Francis Barbosa Ferreira1
Federal University of Uberlândia, Institute of Genétic and Biochemistry, Av. Pará, 1720, CEP: 38402-970, Uberlândia-MG, Brazil.
francisbbio@yahoo.com.br
Renata Santos Rodrigues3
Thomas Cardoso2
Veridiana de Melo Rodrigues Ávila3
veridiana@ingeb.ufu.br
Abstract: The phospholipases A2 catalyse the phospholipids hydrolysis, releasing free fat acids and
lisophospholipids. The snake venom phospholipases are widely studied due to the variety of their pharmacological effects as neurotoxicity, miotoxicity, cardiotoxicity, activation or inhibition of the platelet aggregation, anti-coagulation, edema, convulsion, hypotension, interns hemorrhage, among other. However, nor all of PLA2 induce all those effects. This work had as objective the
purification and chemical and enzymatic characterization of an acid phospholipase A2 of Bothrops
pauloensis snake venom, as well as to evaluate its bacteriolytic and cytotoxic action on E. coli and
K-562 (Leukemic) tumor cells, respectively.

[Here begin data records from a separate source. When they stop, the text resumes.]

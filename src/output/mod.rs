//! Output module for run reports
//!
//! This module handles:
//! - Exporting the final report as JSON
//! - Rendering a markdown version of the report
//! - Printing a console summary

mod error;
mod json;
mod markdown;
mod summary;

pub use error::{OutputError, OutputResult};
pub use json::{report_to_json, write_json_report};
pub use markdown::{format_markdown_report, generate_markdown_report};
pub use summary::{format_report_summary, print_report_summary};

The isolated phospholipase A2 was denominated
CM1b-F5. This enzyme was purified by CM-Sepharose Fast Flow ionic exchange chromatography following by filtration on Sephadex G-75 and finally on Phenyl Sepharose CL-4B. CM1b-F5 showed molecular mass of 15.8kDa, phospholipasic activity of 289 U/mg and indirect hemolytic activity. It did not showed bactericidal effect and induced little antitumor effect on K-562 cells. However other cellular lineages should be used for a more discerning analysis of this action. New
studies should be carried out with isolated acid PLA2 of the Bothrops pauloensis snake venom with
intention of obtaining new structural and functional parameters that will can be able to contribute to the use of the same ones as structural model for the synthesis of new therapeutic agents.